Transient failures (Kafka down or slow)
These are retried indefinitely.
- Immediate delivery: if a
sendMessage(..)message cannot be delivered after commit, the immediate send is abandoned and the message is left in the table for the relay to deliver later. - Scheduled delivery / relay: if the relay cannot send the current batch
(
message-relay-batch-size), it aborts the batch, pauses forpoll-delay, and tries again. This is effectively an unbounded retry while Kafka is unavailable or too slow.
Message-specific failures (failed messages)
If a send fails because of the message itself — not because Kafka is down — the message is marked
failed and ignored by the relay, so it cannot block delivery of all other messages. The failure
reasons (SendFailureReason) that mark a message as failed are:
| Reason | Cause |
|---|---|
INVALID_TOPIC | The target topic does not exist |
UNAUTHORIZED_ON_TOPIC | No authorization on the topic |
MESSAGE_TOO_LARGE | The message exceeds the topic / cluster size limit |
Any other (general) error is treated as transient and retried; it does not mark the message as failed.
A failed message usually means an interrupted business process. Using the outbox therefore requires a defined operational procedure for handling failed messages, and the metrics should be monitored so DevOps can react.

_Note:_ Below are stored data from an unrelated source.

//! Credit curve bootstrap from a term structure of par CDS quotes.
//!
//! Mirrors the sequential pillar-by-pillar bootstrap used for discount
//! curves: already-solved pillars are frozen, the next pillar's survival
//! probability is solved so the resulting curve reprices its quote's par
//! spread, and the process repeats out to the longest quoted maturity.

use cds_core::calendars::{BusinessDayConvention, Calendar};
use cds_core::daycounts::{DayCount, DayCountConvention};
use cds_core::schedule::generate_schedule;
use cds_core::types::{Date, Frequency, StubMethod};
use cds_curves::curves::{DiscountCurve, DiscreteCurve};
use cds_curves::interpolation::InterpolationMethod;
use cds_curves::traits::Curve;
use cds_curves::value_type::ValueType;
use cds_curves::wrappers::CreditCurve;
use cds_math::solvers::{brent, SolverConfig};

use crate::error::{CreditError, CreditResult};
use crate::pricer::par_spread;

/// A single par CDS quote: the running coupon at which a standard CDS of
/// this maturity trades at zero upfront.
#[derive(Debug, Clone, Copy, PartialEq)]
pub struct CdsQuote {
    /// CDS maturity (coupon accrual end) date.
    pub maturity: Date,
    /// Quoted par spread, as a decimal (e.g. `0.0100` for 100bp).
    pub par_spread: f64,
}

impl CdsQuote {
    #[must_use]
    pub fn new(maturity: Date, par_spread: f64) -> Self {
        Self { maturity, par_spread }
    }
}

const MAX_RECOVERY_RETRIES: u32 = 50;
const RECOVERY_STEP: f64 = 0.01;
const MIN_RECOVERY: f64 = 0.0;
const SURVIVAL_FLOOR: f64 = 1e-8;

/// Bootstraps a piecewise-flat-hazard-rate credit curve from a sequence of
/// par CDS quotes.
pub struct CreditCurveBuilder<'a> {
    reference_date: Date,
    step_in: Date,
    settle: Date,
    discount_curve: &'a DiscountCurve,
    calendar: &'a dyn Calendar,
    convention: BusinessDayConvention,
    payment_dcc: DayCountConvention,
    frequency: Frequency,
    stub_method: StubMethod,
    recovery_rate: f64,
    pay_acc_on_default: bool,
    quotes: Vec<CdsQuote>,
}

impl<'a> CreditCurveBuilder<'a> {
    /// Creates a builder with standard CDS conventions: quarterly coupons,
    /// short-back stub, Modified Following, Actual/360 accrual, and
    /// accrued-on-default paid.
    #[must_use]
    pub fn new(
        reference_date: Date,
        step_in: Date,
        settle: Date,
        discount_curve: &'a DiscountCurve,
        calendar: &'a dyn Calendar,
        recovery_rate: f64,
    ) -> Self {
        Self {
            reference_date,
            step_in,
            settle,
            discount_curve,
            calendar,
            convention: BusinessDayConvention::ModifiedFollowing,
            payment_dcc: DayCountConvention::Act360,
            frequency: Frequency::Quarterly,
            stub_method: StubMethod::ShortBack,
            recovery_rate,
            pay_acc_on_default: true,
            quotes: Vec::new(),
        }
    }

    #[must_use]
    pub fn with_frequency(mut self, frequency: Frequency) -> Self {
        self.frequency = frequency;
        self
    }

    #[must_use]
    pub fn with_stub_method(mut self, stub_method: StubMethod) -> Self {
        self.stub_method = stub_method;
        self
    }

    #[must_use]
    pub fn with_business_day_convention(mut self, convention: BusinessDayConvention) -> Self {
        self.convention = convention;
        self
    }

    #[must_use]
    pub fn with_payment_day_count(mut self, dcc: DayCountConvention) -> Self {
        self.payment_dcc = dcc;
        self
    }

    #[must_use]
    pub fn pay_accrued_on_default(mut self, pay: bool) -> Self {
        self.pay_acc_on_default = pay;
        self
    }

    #[must_use]
    pub fn with_quote(mut self, quote: CdsQuote) -> Self {
        self.quotes.push(quote);
        self
    }

    #[must_use]
    pub fn with_quotes(mut self, quotes: impl IntoIterator<Item = CdsQuote>) -> Self {
        self.quotes.extend(quotes);
        self
    }

    /// Runs the bootstrap.
    ///
    /// If a pillar cannot be repriced at the current recovery assumption
    /// (typically because the assumed recovery is too close to 1 for the
    /// quoted spread to be reachable), the whole curve is rebuilt with the
    /// recovery rate reduced by one percentage point, repeating until a
    /// solution exists or the recovery rate is exhausted.
    pub fn build(self) -> CreditResult<CreditCurve<DiscreteCurve>> {
        if self.quotes.is_empty() {
            return Err(CreditError::NoQuotes);
        }

        let mut quotes = self.quotes.clone();
        quotes.sort_by_key(|q| q.maturity);
        for w in quotes.windows(2) {
            if w[0].maturity >= w[1].maturity {
                return Err(CreditError::InvalidQuotes {
                    message: format!(
                        "duplicate or non-ascending quote maturities: {} then {}",
                        w[0].maturity, w[1].maturity
                    ),
                });
            }
        }
        if quotes[0].maturity <= self.step_in {
            return Err(CreditError::InvalidQuotes {
                message: format!(
                    "first quote maturity {} must fall after the step-in date {}",
                    quotes[0].maturity, self.step_in
                ),
            });
        }

        let dcc = self.payment_dcc.to_day_count();
        let mut recovery = self.recovery_rate;
        let mut last_err = None;

        for attempt in 0..=MAX_RECOVERY_RETRIES {
            match self.try_bootstrap(&quotes, recovery, dcc.as_ref()) {
                Ok(curve) => return Ok(curve),
                Err(e) => {
                    last_err = Some(e);
                    if recovery - RECOVERY_STEP < MIN_RECOVERY {
                        break;
                    }
                    recovery -= RECOVERY_STEP;
                    tracing::warn!(
                        attempt,
                        recovery,
                        "credit curve bootstrap could not reprice a pillar; retrying with reduced recovery"
                    );
                }
            }
        }

        Err(last_err.unwrap_or(CreditError::NoQuotes))
    }

    fn try_bootstrap(
        &self,
        quotes: &[CdsQuote],
        recovery: f64,
        dcc: &dyn DayCount,
    ) -> CreditResult<CreditCurve<DiscreteCurve>> {
        let mut pillars: Vec<(f64, f64)> = vec![(0.0, 1.0)];

        for quote in quotes {
            let t = self.discount_curve.year_fraction(quote.maturity);
            let prev_survival = pillars.last().expect("pillars never empty").1;

            let schedule = generate_schedule(
                self.reference_date,
                quote.maturity,
                self.frequency,
                self.stub_method,
                self.calendar,
                self.convention,
                dcc,
            )?;

            let target = quote.par_spread;
            let base_pillars = pillars.clone();
            let objective = |trial_survival: f64| -> f64 {
                let mut trial_pillars = base_pillars.clone();
                trial_pillars.push((t, trial_survival));
                let model = match build_curve(self.reference_date, &trial_pillars, recovery) {
                    Ok(c) => c,
                    Err(_) => return f64::NAN,
                };
                match par_spread(
                    self.settle,
                    self.step_in,
                    quote.maturity,
                    &schedule,
                    self.discount_curve,
                    &model,
                    self.pay_acc_on_default,
                ) {
                    Ok(spread) => spread - target,
                    Err(_) => f64::NAN,
                }
            };

            let config = SolverConfig::new(1e-10, 100);
            let upper = (prev_survival - 1e-10).max(SURVIVAL_FLOOR * 2.0);
            let result = brent(objective, SURVIVAL_FLOOR, upper, &config).map_err(|_| {
                CreditError::BootstrapFailed {
                    tenor: quote.maturity,
                    attempts: 0,
                    last_recovery: recovery,
                }
            })?;

            pillars.push((t, result.root));
        }

        build_curve(self.reference_date, &pillars, recovery)
    }
}

fn build_curve(
    reference_date: Date,
    pillars: &[(f64, f64)],
    recovery: f64,
) -> CreditResult<CreditCurve<DiscreteCurve>> {
    let tenors = pillars.iter().map(|p| p.0).collect();
    let values = pillars.iter().map(|p| p.1).collect();
    let inner = DiscreteCurve::new(
        reference_date,
        tenors,
        values,
        ValueType::SurvivalProbability,
        InterpolationMethod::LogLinear,
    )?;
    Ok(CreditCurve::new(inner, recovery))
}

#[cfg(test)]
mod tests {
    use super::*;
    use cds_core::calendars::WeekendCalendar;
    use cds_curves::curves::DiscountCurveBuilder;

    fn d(y: i32, m: u32, day: u32) -> Date {
        Date::from_ymd(y, m, day).unwrap()
    }

    fn flat_discount_curve(today: Date, rate: f64) -> DiscountCurve {
        DiscountCurveBuilder::new(today)
            .add_zero_rate(0.25, rate)
            .add_zero_rate(10.0, rate)
            .with_interpolation(InterpolationMethod::LogLinear)
            .with_extrapolation()
            .build()
            .unwrap()
    }

    #[test]
    fn bootstraps_monotone_decreasing_survival_curve() {
        let today = d(2025, 1, 15);
        let discount = flat_discount_curve(today, 0.03);
        let cal = WeekendCalendar;

        let curve = CreditCurveBuilder::new(today, today, today, &discount, &cal, 0.40)
            .with_quote(CdsQuote::new(d(2027, 1, 15), 0.0100))
            .with_quote(CdsQuote::new(d(2030, 1, 15), 0.0150))
            .with_quote(CdsQuote::new(d(2035, 1, 15), 0.0200))
            .build()
            .unwrap();

        let tenors = curve.inner().tenors();
        let values = curve.inner().values();
        for w in values.windows(2) {
            assert!(w[1] <= w[0] + 1e-12, "survival probability must not increase");
        }
        assert_eq!(tenors.len(), 4); // seed pillar plus three quotes
    }

    #[test]
    fn rejects_empty_quote_list() {
        let today = d(2025, 1, 15);
        let discount = flat_discount_curve(today, 0.03);
        let cal = WeekendCalendar;

        let result = CreditCurveBuilder::new(today, today, today, &discount, &cal, 0.40).build();
        assert!(matches!(result, Err(CreditError::NoQuotes)));
    }

    #[test]
    fn rejects_non_ascending_quotes() {
        let today = d(2025, 1, 15);
        let discount = flat_discount_curve(today, 0.03);
        let cal = WeekendCalendar;

        let result = CreditCurveBuilder::new(today, today, today, &discount, &cal, 0.40)
            .with_quote(CdsQuote::new(d(2030, 1, 15), 0.0150))
            .with_quote(CdsQuote::new(d(2030, 1, 15), 0.0200))
            .build();

        assert!(matches!(result, Err(CreditError::InvalidQuotes { .. })));
    }
}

Operations on failed messages
TransactionalOutbox exposes methods to query and re-enable failed messages:
| Method | Purpose |
|---|---|
countFailedMessages(boolean resend) | Count failed messages, optionally restricted to those marked for resend |
countFailedMessages(ZonedDateTime from, ZonedDateTime before, boolean resend) | Count failed messages within a time interval |
findFailedMessages(ZonedDateTime from, ZonedDateTime before, boolean resend, int max) | Find failed messages in a time interval (ordered by id) |
findFailedMessages(long afterId, ZonedDateTime before, boolean resend, int max) | Find failed messages after a given id (for paging) |
resendMessageScheduled(long id) | Make a failed message available to the relay again (initiate a resend) |
A resend only succeeds once the root cause has been fixed (for example a missing topic authorization
has been granted). Re-enabling a message via resendMessageScheduled clears its failed state so the
relay will pick it up again.